* Exercise details *
Please show every line from the entries that carries the word "clone".

---- Source material

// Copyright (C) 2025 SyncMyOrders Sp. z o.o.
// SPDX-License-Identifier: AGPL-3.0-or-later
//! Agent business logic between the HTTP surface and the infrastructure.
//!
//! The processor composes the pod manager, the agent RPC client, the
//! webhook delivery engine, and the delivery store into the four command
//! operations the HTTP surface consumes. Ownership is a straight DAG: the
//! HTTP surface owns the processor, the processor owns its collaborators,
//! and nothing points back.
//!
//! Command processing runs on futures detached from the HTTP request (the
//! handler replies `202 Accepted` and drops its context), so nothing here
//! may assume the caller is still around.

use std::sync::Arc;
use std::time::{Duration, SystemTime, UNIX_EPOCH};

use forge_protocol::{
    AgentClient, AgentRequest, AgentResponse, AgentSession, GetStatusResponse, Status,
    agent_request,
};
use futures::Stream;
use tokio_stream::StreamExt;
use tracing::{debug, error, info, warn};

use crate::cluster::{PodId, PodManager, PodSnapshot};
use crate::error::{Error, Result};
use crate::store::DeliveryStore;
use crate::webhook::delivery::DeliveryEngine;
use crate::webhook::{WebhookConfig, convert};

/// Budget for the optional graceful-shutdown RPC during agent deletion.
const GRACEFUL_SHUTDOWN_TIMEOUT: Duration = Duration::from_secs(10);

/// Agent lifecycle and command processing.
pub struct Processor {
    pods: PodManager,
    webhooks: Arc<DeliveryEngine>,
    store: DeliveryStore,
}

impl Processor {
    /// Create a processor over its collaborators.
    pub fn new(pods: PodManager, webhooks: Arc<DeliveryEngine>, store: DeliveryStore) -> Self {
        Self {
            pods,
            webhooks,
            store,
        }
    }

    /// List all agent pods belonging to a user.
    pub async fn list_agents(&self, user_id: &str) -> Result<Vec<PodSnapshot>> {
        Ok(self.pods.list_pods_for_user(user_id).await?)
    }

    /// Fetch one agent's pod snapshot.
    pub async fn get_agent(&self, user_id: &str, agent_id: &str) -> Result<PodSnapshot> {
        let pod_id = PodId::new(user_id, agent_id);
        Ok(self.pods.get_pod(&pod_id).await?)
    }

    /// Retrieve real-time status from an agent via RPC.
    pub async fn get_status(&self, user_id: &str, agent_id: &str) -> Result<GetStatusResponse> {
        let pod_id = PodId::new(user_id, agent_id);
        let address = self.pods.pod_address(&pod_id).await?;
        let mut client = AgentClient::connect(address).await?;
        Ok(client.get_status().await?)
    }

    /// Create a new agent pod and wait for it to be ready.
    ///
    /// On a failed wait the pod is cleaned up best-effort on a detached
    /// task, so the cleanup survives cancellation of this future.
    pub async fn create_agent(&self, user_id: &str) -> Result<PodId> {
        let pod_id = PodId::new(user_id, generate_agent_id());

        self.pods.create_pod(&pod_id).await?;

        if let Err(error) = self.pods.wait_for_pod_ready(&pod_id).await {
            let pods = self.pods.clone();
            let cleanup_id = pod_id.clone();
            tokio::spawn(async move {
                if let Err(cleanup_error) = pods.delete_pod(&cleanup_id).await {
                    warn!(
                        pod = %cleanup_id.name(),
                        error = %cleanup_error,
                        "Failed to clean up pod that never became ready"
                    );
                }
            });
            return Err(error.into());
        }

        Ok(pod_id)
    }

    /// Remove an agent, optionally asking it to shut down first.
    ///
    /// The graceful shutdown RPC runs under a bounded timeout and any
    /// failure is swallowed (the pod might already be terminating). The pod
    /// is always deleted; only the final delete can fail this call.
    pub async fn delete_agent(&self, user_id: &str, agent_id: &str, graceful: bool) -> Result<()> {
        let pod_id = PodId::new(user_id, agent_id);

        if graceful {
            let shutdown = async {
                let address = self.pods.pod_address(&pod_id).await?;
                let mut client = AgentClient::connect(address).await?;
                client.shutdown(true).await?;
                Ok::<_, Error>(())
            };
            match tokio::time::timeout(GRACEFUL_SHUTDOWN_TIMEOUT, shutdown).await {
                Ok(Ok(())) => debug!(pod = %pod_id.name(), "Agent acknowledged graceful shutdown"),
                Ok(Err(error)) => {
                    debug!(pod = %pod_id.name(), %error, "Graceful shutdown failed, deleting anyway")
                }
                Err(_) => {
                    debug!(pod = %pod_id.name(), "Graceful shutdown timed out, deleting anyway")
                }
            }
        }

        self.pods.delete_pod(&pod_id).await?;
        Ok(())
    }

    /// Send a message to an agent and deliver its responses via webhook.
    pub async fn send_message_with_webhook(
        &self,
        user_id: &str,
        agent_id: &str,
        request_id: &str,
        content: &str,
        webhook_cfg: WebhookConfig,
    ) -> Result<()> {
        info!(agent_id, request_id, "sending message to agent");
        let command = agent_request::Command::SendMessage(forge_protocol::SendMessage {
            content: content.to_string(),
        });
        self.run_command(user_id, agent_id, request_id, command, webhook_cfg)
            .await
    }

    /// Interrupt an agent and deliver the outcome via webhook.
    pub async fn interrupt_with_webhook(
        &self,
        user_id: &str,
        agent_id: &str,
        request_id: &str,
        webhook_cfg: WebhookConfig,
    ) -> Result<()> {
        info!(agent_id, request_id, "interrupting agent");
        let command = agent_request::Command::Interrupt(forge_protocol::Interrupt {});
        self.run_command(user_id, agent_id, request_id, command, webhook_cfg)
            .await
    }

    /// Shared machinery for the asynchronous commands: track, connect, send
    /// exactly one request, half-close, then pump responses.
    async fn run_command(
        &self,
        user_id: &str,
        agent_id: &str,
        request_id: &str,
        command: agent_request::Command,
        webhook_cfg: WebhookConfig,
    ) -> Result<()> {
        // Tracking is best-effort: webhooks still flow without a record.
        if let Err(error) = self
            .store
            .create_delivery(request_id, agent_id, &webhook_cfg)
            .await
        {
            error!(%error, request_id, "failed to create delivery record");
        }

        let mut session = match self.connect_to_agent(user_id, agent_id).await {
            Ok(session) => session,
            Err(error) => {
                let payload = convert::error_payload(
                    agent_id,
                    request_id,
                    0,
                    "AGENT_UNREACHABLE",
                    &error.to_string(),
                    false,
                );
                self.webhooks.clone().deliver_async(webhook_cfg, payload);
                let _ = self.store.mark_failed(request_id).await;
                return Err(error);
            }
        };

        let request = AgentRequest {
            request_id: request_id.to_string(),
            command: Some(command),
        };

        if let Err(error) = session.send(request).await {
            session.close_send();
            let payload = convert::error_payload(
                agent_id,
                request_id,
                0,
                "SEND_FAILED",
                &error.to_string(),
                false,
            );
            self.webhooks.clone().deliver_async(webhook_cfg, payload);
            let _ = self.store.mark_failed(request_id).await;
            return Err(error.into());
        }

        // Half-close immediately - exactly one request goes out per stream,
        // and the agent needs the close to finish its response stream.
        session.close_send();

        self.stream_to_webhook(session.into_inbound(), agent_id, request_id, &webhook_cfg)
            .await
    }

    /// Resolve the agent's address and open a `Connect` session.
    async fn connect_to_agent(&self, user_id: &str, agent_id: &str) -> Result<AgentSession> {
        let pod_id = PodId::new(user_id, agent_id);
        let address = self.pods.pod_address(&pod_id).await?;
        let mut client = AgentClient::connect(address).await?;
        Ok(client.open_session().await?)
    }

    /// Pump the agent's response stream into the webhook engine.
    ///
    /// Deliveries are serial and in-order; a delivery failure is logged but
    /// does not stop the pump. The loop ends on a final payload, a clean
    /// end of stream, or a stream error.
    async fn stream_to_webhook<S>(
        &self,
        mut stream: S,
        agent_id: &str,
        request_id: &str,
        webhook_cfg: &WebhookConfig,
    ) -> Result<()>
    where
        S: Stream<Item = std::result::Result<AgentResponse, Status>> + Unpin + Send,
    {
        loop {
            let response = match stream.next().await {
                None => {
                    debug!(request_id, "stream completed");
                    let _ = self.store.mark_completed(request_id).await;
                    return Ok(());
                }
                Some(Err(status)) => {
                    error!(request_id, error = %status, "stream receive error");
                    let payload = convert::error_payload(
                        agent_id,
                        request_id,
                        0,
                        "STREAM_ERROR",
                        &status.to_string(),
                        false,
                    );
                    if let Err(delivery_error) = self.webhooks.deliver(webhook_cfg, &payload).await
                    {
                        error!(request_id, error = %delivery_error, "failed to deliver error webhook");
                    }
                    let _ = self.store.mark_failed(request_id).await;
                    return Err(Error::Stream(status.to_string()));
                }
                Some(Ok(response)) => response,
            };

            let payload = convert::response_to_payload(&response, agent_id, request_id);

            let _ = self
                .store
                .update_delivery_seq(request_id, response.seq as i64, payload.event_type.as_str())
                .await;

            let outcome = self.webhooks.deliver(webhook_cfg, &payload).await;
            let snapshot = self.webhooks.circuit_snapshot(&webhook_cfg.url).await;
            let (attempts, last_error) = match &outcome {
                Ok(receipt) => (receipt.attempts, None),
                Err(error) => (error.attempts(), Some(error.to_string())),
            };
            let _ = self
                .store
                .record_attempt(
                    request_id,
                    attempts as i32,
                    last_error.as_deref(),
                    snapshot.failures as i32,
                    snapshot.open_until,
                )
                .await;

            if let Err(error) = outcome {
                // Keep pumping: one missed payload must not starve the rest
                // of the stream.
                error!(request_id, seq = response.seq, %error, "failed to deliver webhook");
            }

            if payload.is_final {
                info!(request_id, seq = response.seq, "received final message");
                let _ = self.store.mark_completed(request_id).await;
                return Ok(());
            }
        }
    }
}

--------

* Solution for this task *
            let pods = self.pods.clone();
            let cleanup_id = pod_id.clone();
                self.webhooks.clone().deliver_async(webhook_cfg, payload);
            self.webhooks.clone().deliver_async(webhook_cfg, payload);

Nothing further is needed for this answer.